#### HOW TO COMPLETE THIS TASK
Check each line of the data for "OpticalConstantRecord", and copy the ones that have it.

Data entries:
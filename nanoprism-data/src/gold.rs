//! Gold optical constants from R. L. Olmon, B. Slovick, T. W. Johnson, D. Shelton,
//! S.-H. Oh, G. D. Boreman and M. B. Raschke, Phys. Rev. B 86, 235147 (2012).

use crate::{OpticalConstantRecord, r};

/// `(energy eV, n, k)` in ascending energy order.
pub static GOLD_OLMON: [OpticalConstantRecord; 448] = [
    r(0.0497329, 42.79, 137.5),
    r(0.0516601, 40.92, 133.9),
    r(0.0535569, 39.16, 130.4),
    r(0.0554739, 37.49, 127.1),
    r(0.0574001, 35.91, 124.0),
    r(0.0592942, 34.41, 121.0),
    r(0.0612268, 33.0, 118.2),
    r(0.0631284, 31.66, 115.5),
    r(0.0650494, 30.39, 112.9),
    r(0.0669461, 29.19, 110.4),
    r(0.0688801, 28.05, 108.1),
    r(0.0707672, 26.97, 105.8),
    r(0.0726754, 25.94, 103.6),
    r(0.0745994, 24.97, 101.5),
    r(0.0765334, 24.04, 99.47),
    r(0.0784214, 23.17, 97.52),
    r(0.0803527, 22.33, 95.64),
    r(0.0822722, 21.54, 93.83),
    r(0.0841712, 20.78, 92.08),
    r(0.0861001, 20.06, 90.39),
    r(0.0879944, 19.38, 88.76),
    r(0.0899088, 18.72, 87.18),
    r(0.0918401, 18.1, 85.66),
    r(0.0937144, 17.51, 84.18),
    r(0.0956668, 16.94, 82.76),
    r(0.0975485, 16.4, 81.37),
    r(0.0995058, 15.88, 80.03),
    r(0.101377, 15.38, 78.73),
    r(0.10332, 14.91, 77.47),
    r(0.10525, 14.46, 76.25),
    r(0.10716, 14.02, 75.07),
    r(0.109045, 13.61, 73.91),
    r(0.110997, 13.21, 72.8),
    r(0.112815, 12.83, 71.71),
    r(0.1148, 12.46, 70.65),
    r(0.116636, 12.11, 69.63),
    r(0.118645, 11.77, 68.63),
    r(0.12049, 11.45, 67.65),
    r(0.122393, 11.14, 66.71),
    r(0.124345, 10.84, 65.78),
    r(0.126257, 10.55, 64.89),
    r(0.128176, 10.27, 64.01),
    r(0.130085, 10.01, 63.16),
    r(0.131996, 9.749, 62.33),
    r(0.133907, 9.502, 61.52),
    r(0.135828, 9.263, 60.73),
    r(0.13773, 9.034, 59.96),
    r(0.139653, 8.812, 59.2),
    r(0.141567, 8.598, 58.47),
    r(0.143467, 8.392, 57.75),
    r(0.145385, 8.193, 57.05),
    r(0.147302, 8.0, 56.37),
    r(0.149217, 7.814, 55.7),
    r(0.151126, 7.634, 55.04),
    r(0.153048, 7.461, 54.4),
    r(0.154961, 7.293, 53.78),
    r(0.156863, 7.13, 53.17),
    r(0.158771, 6.973, 52.57),
    r(0.160685, 6.82, 51.98),
    r(0.162602, 6.673, 51.41),
    r(0.164523, 6.53, 50.85),
    r(0.166422, 6.392, 50.3),
    r(0.168342, 6.258, 49.76),
    r(0.170261, 6.127, 49.24),
    r(0.172176, 6.001, 48.72),
    r(0.174086, 5.879, 48.21),
    r(0.175989, 5.76, 47.72),
    r(0.177908, 5.645, 47.23),
    r(0.179818, 5.533, 46.76),
    r(0.181742, 5.424, 46.29),
    r(0.183653, 5.319, 45.83),
    r(0.18555, 5.216, 45.38),
    r(0.187486, 5.117, 44.94),
    r(0.189376, 5.02, 44.51),
    r(0.191304, 4.926, 44.08),
    r(0.193212, 4.834, 43.67),
    r(0.195128, 4.745, 43.26),
    r(0.197051, 4.658, 42.85),
    r(0.198948, 4.574, 42.46),
    r(0.200849, 4.492, 42.07),
    r(0.202787, 4.412, 41.69),
    r(0.204696, 4.334, 41.32),
    r(0.206606, 4.258, 40.95),
    r(0.208517, 4.184, 40.59),
    r(0.210428, 4.112, 40.23),
    r(0.212338, 4.042, 39.88),
    r(0.214246, 3.973, 39.54),
    r(0.216151, 3.906, 39.2),
    r(0.21809, 3.841, 38.87),
    r(0.219986, 3.778, 38.54),
    r(0.221915, 3.716, 38.22),
    r(0.223839, 3.655, 37.9),
    r(0.225713, 3.596, 37.59),
    r(0.227661, 3.539, 37.29),
    r(0.229558, 3.482, 36.98),
    r(0.231487, 3.427, 36.69),
    r(0.233404, 3.374, 36.4),
    r(0.235309, 3.321, 36.11),
    r(0.237199, 3.27, 35.82),
    r(0.239121, 3.22, 35.55),
    r(0.241027, 3.171, 35.27),
    r(0.242963, 3.123, 35.0),
    r(0.244883, 3.077, 34.73),
    r(0.246784, 3.031, 34.47),
    r(0.248665, 2.986, 34.21),
    r(0.250625, 2.942, 33.96),
    r(0.252514, 2.899, 33.71),
    r(0.254431, 2.858, 33.46),
    r(0.256325, 2.817, 33.21),
    r(0.258247, 2.776, 32.97),
    r(0.260143, 2.737, 32.74),
    r(0.262068, 2.699, 32.5),
    r(0.263965, 2.661, 32.27),
    r(0.265889, 2.624, 32.04),
    r(0.267842, 2.588, 31.82),
    r(0.269707, 2.553, 31.6),
    r(0.271657, 2.518, 31.38),
    r(0.273575, 2.484, 31.16),
    r(0.275459, 2.451, 30.95),
    r(0.27737, 2.418, 30.74),
    r(0.279307, 2.386, 30.53),
    r(0.281207, 2.355, 30.33),
    r(0.283134, 2.324, 30.13),
    r(0.285021, 2.294, 29.93),
    r(0.286934, 2.264, 29.73),
    r(0.288873, 2.235, 29.54),
    r(0.29077, 2.207, 29.34),
    r(0.292692, 2.179, 29.15),
    r(0.294569, 2.152, 28.97),
    r(0.296542, 2.125, 28.78),
    r(0.298398, 2.098, 28.6),
    r(0.300349, 2.072, 28.42),
    r(0.302253, 2.047, 28.24),
    r(0.304181, 2.022, 28.07),
    r(0.306058, 1.998, 27.89),
    r(0.307959, 1.974, 27.72),
    r(0.309883, 1.95, 27.55),
    r(0.311831, 1.927, 27.38),
    r(0.313725, 1.904, 27.22),
    r(0.315642, 1.881, 27.06),
    r(0.317582, 1.859, 26.89),
    r(0.319465, 1.838, 26.73),
    r(0.321369, 1.817, 26.58),
    r(0.323296, 1.796, 26.42),
    r(0.325247, 1.775, 26.27),
    r(0.327135, 1.755, 26.11),
    r(0.329045, 1.735, 25.96),
    r(0.330978, 1.716, 25.81),
    r(0.332843, 1.697, 25.67),
    r(0.334731, 1.678, 25.52),
    r(0.336639, 1.659, 25.38),
    r(0.33857, 1.641, 25.23),
    r(0.340522, 1.623, 25.09),
    r(0.342403, 1.605, 24.95),
    r(0.344305, 1.588, 24.81),
    r(0.346228, 1.571, 24.68),
    r(0.348172, 1.554, 24.54),
    r(0.35004, 1.538, 24.41),
    r(0.352028, 1.521, 24.28),
    r(0.353937, 1.505, 24.14),
    r(0.355765, 1.49, 24.01),
    r(0.357715, 1.474, 23.89),
    r(0.359687, 1.459, 23.76),
    r(0.361575, 1.444, 23.63),
    r(0.363483, 1.429, 23.51),
    r(0.365412, 1.414, 23.39),
    r(0.367252, 1.4, 23.26),
    r(0.36922, 1.386, 23.14),
    r(0.371099, 1.372, 23.02),
    r(0.372997, 1.358, 22.91),
    r(0.374914, 1.345, 22.79),
    r(0.376852, 1.331, 22.67),
    r(0.378809, 1.318, 22.56),
    r(0.38067, 1.305, 22.45),
    r(0.382549, 1.293, 22.33),
    r(0.384566, 1.28, 22.22),
    r(0.386364, 1.268, 22.11),
    r(0.3883, 1.256, 22.0),
    r(0.390256, 1.244, 21.89),
    r(0.392107, 1.232, 21.79),
    r(0.394101, 1.22, 21.68),
    r(0.395989, 1.209, 21.57),
    r(0.397895, 1.197, 21.47),
    r(0.39982, 1.186, 21.37),
    r(0.401763, 1.175, 21.26),
    r(0.403594, 1.164, 21.16),
    r(0.405575, 1.153, 21.06),
    r(0.407441, 1.143, 20.96),
    r(0.409324, 1.132, 20.86),
    r(0.411224, 1.122, 20.77),
    r(0.413143, 1.112, 20.67),
    r(0.415079, 1.102, 20.57),
    r(0.417034, 1.092, 20.48),
    r(0.419007, 1.082, 20.38),
    r(0.420856, 1.073, 20.29),
    r(0.422721, 1.063, 20.2),
    r(0.424749, 1.054, 20.11),
    r(0.426649, 1.045, 20.02),
    r(0.428566, 1.036, 19.93),
    r(0.430351, 1.027, 19.84),
    r(0.432302, 1.018, 19.75),
    r(0.43427, 1.009, 19.66),
    r(0.436103, 1.0, 19.57),
    r(0.438107, 0.9919, 19.49),
    r(0.439972, 0.9835, 19.4),
    r(0.441854, 0.9752, 19.32),
    r(0.443752, 0.967, 19.23),
    r(0.445666, 0.9589, 19.15),
    r(0.447596, 0.9509, 19.06),
    r(0.449544, 0.943, 18.98),
    r(0.451508, 0.9352, 18.9),
    r(0.453324, 0.9275, 18.82),
    r(0.455322, 0.9199, 18.74),
    r(0.457169, 0.9123, 18.66),
    r(0.459031, 0.9049, 18.58),
    r(0.461079, 0.8976, 18.5),
    r(0.462973, 0.8904, 18.43),
    r(0.464883, 0.8832, 18.35),
    r(0.466808, 0.8761, 18.27),
    r(0.468749, 0.8692, 18.2),
    r(0.470528, 0.8623, 18.12),
    r(0.472501, 0.8554, 18.05),
    r(0.47449, 0.8487, 17.97),
    r(0.476313, 0.8421, 17.9),
    r(0.47815, 0.8355, 17.83),
    r(0.480187, 0.829, 17.75),
    r(0.482054, 0.8226, 17.68),
    r(0.483935, 0.8162, 17.61),
    r(0.485831, 0.8099, 17.54),
    r(0.487743, 0.8037, 17.47),
    r(0.489669, 0.7976, 17.4),
    r(0.491611, 0.7916, 17.33),
    r(0.493568, 0.7856, 17.26),
    r(0.49554, 0.7797, 17.2),
    r(0.497329, 0.7738, 17.13),
    r(0.499332, 0.768, 17.06),
    r(0.501149, 0.7623, 17.0),
    r(0.503183, 0.7566, 16.93),
    r(0.505027, 0.7511, 16.86),
    r(0.506885, 0.7455, 16.8),
    r(0.508757, 0.7401, 16.73),
    r(0.510854, 0.7347, 16.67),
    r(0.512755, 0.7293, 16.61),
    r(0.514671, 0.724, 16.54),
    r(0.518329, 0.7136, 16.42),
    r(0.520286, 0.7085, 16.36),
    r(0.522259, 0.7034, 16.3),
    r(0.524246, 0.6984, 16.24),
    r(0.526025, 0.6935, 16.17),
    r(0.528042, 0.6886, 16.11),
    r(0.529847, 0.6837, 16.06),
    r(0.533724, 0.6742, 15.94),
    r(0.535569, 0.6695, 15.88),
    r(0.537426, 0.6649, 15.82),
    r(0.539531, 0.6603, 15.76),
    r(0.543314, 0.6512, 15.65),
    r(0.545225, 0.6468, 15.59),
    r(0.54715, 0.6423, 15.54),
    r(0.549088, 0.638, 15.48),
    r(0.55276, 0.6294, 15.37),
    r(0.554739, 0.6252, 15.32),
    r(0.556732, 0.621, 15.26),
    r(0.558487, 0.6168, 15.21),
    r(0.562287, 0.6087, 15.1),
    r(0.564334, 0.6047, 15.05),
    r(0.566138, 0.6007, 15.0),
    r(0.570042, 0.5929, 14.89),
    r(0.571883, 0.589, 14.84),
    r(0.575867, 0.5814, 14.74),
    r(0.577745, 0.5776, 14.69),
    r(0.579636, 0.5739, 14.64),
    r(0.583455, 0.5666, 14.54),
    r(0.585383, 0.563, 14.49),
    r(0.589278, 0.5559, 14.39),
    r(0.590964, 0.5524, 14.35),
    r(0.594934, 0.5455, 14.25),
    r(0.596939, 0.5421, 14.2),
    r(0.600699, 0.5354, 14.11),
    r(0.60245, 0.5321, 14.06),
    r(0.60628, 0.5256, 13.97),
    r(0.608362, 0.5224, 13.93),
    r(0.612268, 0.516, 13.84),
    r(0.614087, 0.5129, 13.79),
    r(0.617759, 0.5068, 13.7),
    r(0.619921, 0.5031, 13.65),
    r(0.623036, 0.4989, 13.59),
    r(0.626183, 0.4942, 13.52),
    r(0.629361, 0.4896, 13.46),
    r(0.632572, 0.4851, 13.39),
    r(0.635816, 0.4805, 13.32),
    r(0.639094, 0.476, 13.25),
    r(0.642405, 0.4715, 13.19),
    r(0.645751, 0.4671, 13.12),
    r(0.649132, 0.4627, 13.05),
    r(0.652548, 0.4583, 12.99),
    r(0.656001, 0.454, 12.92),
    r(0.65949, 0.4497, 12.85),
    r(0.663017, 0.4454, 12.78),
    r(0.666582, 0.4412, 12.72),
    r(0.670185, 0.4369, 12.65),
    r(0.673827, 0.4328, 12.58),
    r(0.677509, 0.4286, 12.52),
    r(0.681232, 0.4245, 12.45),
    r(0.684995, 0.4204, 12.38),
    r(0.688801, 0.4163, 12.31),
    r(0.692649, 0.4123, 12.25),
    r(0.69654, 0.4082, 12.18),
    r(0.700476, 0.4042, 12.11),
    r(0.704456, 0.4003, 12.04),
    r(0.708481, 0.3963, 11.98),
    r(0.712553, 0.3924, 11.91),
    r(0.716672, 0.3885, 11.84),
    r(0.720838, 0.3847, 11.77),
    r(0.725054, 0.3808, 11.71),
    r(0.729319, 0.377, 11.64),
    r(0.733634, 0.3732, 11.57),
    r(0.738001, 0.3695, 11.5),
    r(0.74242, 0.3657, 11.44),
    r(0.746893, 0.362, 11.37),
    r(0.751419, 0.3583, 11.3),
    r(0.756001, 0.3546, 11.23),
    r(0.760639, 0.351, 11.16),
    r(0.765334, 0.3474, 11.1),
    r(0.770088, 0.3437, 11.03),
    r(0.774901, 0.3402, 10.96),
    r(0.779775, 0.3366, 10.89),
    r(0.78471, 0.3331, 10.82),
    r(0.789708, 0.3295, 10.76),
    r(0.79477, 0.326, 10.69),
    r(0.799898, 0.3226, 10.62),
    r(0.805092, 0.3191, 10.55),
    r(0.810354, 0.3157, 10.48),
    r(0.815685, 0.3123, 10.41),
    r(0.821087, 0.3089, 10.35),
    r(0.826561, 0.3055, 10.28),
    r(0.832109, 0.3021, 10.21),
    r(0.837731, 0.2988, 10.14),
    r(0.84343, 0.2955, 10.07),
    r(0.849207, 0.2922, 10.0),
    r(0.855063, 0.2889, 9.934),
    r(0.861001, 0.2857, 9.865),
    r(0.867022, 0.2824, 9.796),
    r(0.918401, 0.2551, 9.214),
    r(0.925255, 0.252, 9.145),
    r(0.932212, 0.249, 9.075),
    r(0.939274, 0.246, 9.005),
    r(0.946444, 0.243, 8.935),
    r(0.953724, 0.24, 8.865),
    r(0.961118, 0.2371, 8.795),
    r(0.968626, 0.2342, 8.725),
    r(0.976253, 0.2313, 8.655),
    r(0.984001, 0.2281, 8.581),
    r(0.991873, 0.225, 8.506),
    r(0.999872, 0.2218, 8.432),
    r(1.008, 0.2187, 8.358),
    r(1.01626, 0.2157, 8.283),
    r(1.02466, 0.2126, 8.208),
    r(1.0332, 0.2096, 8.134),
    r(1.04188, 0.2066, 8.059),
    r(1.05071, 0.2036, 7.984),
    r(1.05969, 0.2007, 7.909),
    r(1.06883, 0.1978, 7.834),
    r(1.07812, 0.1949, 7.759),
    r(1.08758, 0.1921, 7.683),
    r(1.09721, 0.1893, 7.608),
    r(1.107, 0.1865, 7.532),
    r(1.11697, 0.1837, 7.456),
    r(1.12713, 0.181, 7.38),
    r(1.13747, 0.1783, 7.304),
    r(1.148, 0.1757, 7.228),
    r(1.15873, 0.1731, 7.152),
    r(1.16966, 0.1705, 7.075),
    r(1.1808, 0.168, 6.999),
    r(1.19216, 0.1655, 6.922),
    r(1.20373, 0.163, 6.845),
    r(1.21553, 0.1606, 6.768),
    r(1.22757, 0.1582, 6.69),
    r(1.23984, 0.1559, 6.613),
    r(1.25237, 0.1536, 6.535),
    r(1.26514, 0.1514, 6.457),
    r(1.27819, 0.1493, 6.379),
    r(1.2915, 0.1471, 6.301),
    r(1.3051, 0.1451, 6.222),
    r(1.31898, 0.1431, 6.143),
    r(1.33316, 0.1412, 6.064),
    r(1.34765, 0.1393, 5.985),
    r(1.36246, 0.1375, 5.905),
    r(1.3776, 0.1358, 5.825),
    r(1.39308, 0.1342, 5.745),
    r(1.40891, 0.1326, 5.664),
    r(1.42511, 0.1312, 5.583),
    r(1.44168, 0.1298, 5.501),
    r(1.45864, 0.1286, 5.42),
    r(1.476, 0.1275, 5.338),
    r(1.49379, 0.1265, 5.255),
    r(1.512, 0.1256, 5.172),
    r(1.53067, 0.1249, 5.088),
    r(1.5498, 0.1244, 5.004),
    r(1.56942, 0.124, 4.92),
    r(1.58954, 0.1239, 4.834),
    r(1.61018, 0.1239, 4.749),
    r(1.63137, 0.1242, 4.662),
    r(1.65312, 0.1248, 4.575),
    r(1.67546, 0.1257, 4.487),
    r(1.69841, 0.1268, 4.398),
    r(1.722, 0.1284, 4.308),
    r(1.74626, 0.1304, 4.217),
    r(1.7712, 0.1328, 4.126),
    r(1.79687, 0.1358, 4.033),
    r(1.8233, 0.1394, 3.938),
    r(1.85051, 0.1436, 3.843),
    r(1.87855, 0.1487, 3.746),
    r(1.90745, 0.1546, 3.647),
    r(1.93725, 0.1616, 3.547),
    r(1.968, 0.1698, 3.444),
    r(1.99974, 0.1794, 3.34),
    r(2.03253, 0.1908, 3.232),
    r(2.0664, 0.2041, 3.122),
    r(2.10143, 0.2199, 3.009),
    r(2.13766, 0.2388, 2.891),
    r(2.17516, 0.2617, 2.769),
    r(2.214, 0.2899, 2.641),
    r(2.25426, 0.3256, 2.507),
    r(2.296, 0.3724, 2.364),
    r(2.33932, 0.4363, 2.213),
    r(2.38431, 0.5263, 2.058),
    r(2.43106, 0.6527, 1.908),
    r(2.47968, 0.8197, 1.787),
    r(2.53029, 1.011, 1.72),
    r(2.583, 1.193, 1.716),
    r(2.63796, 1.333, 1.758),
    r(2.69531, 1.422, 1.812),
    r(2.7552, 1.472, 1.855),
    r(2.81782, 1.505, 1.877),
    r(2.88335, 1.537, 1.887),
    r(2.952, 1.567, 1.898),
    r(3.024, 1.585, 1.911),
    r(3.0996, 1.588, 1.915),
    r(3.17908, 1.585, 1.904),
    r(3.26274, 1.588, 1.877),
    r(3.35092, 1.606, 1.846),
    r(3.444, 1.637, 1.825),
    r(3.54241, 1.671, 1.821),
    r(3.64659, 1.695, 1.835),
    r(3.7571, 1.701, 1.858),
    r(3.87451, 1.685, 1.881),
    r(3.99949, 1.649, 1.895),
    r(4.13281, 1.596, 1.888),
];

#### OUTPUT OF THE TASK
use crate::{OpticalConstantRecord, r};
pub static GOLD_OLMON: [OpticalConstantRecord; 448] = [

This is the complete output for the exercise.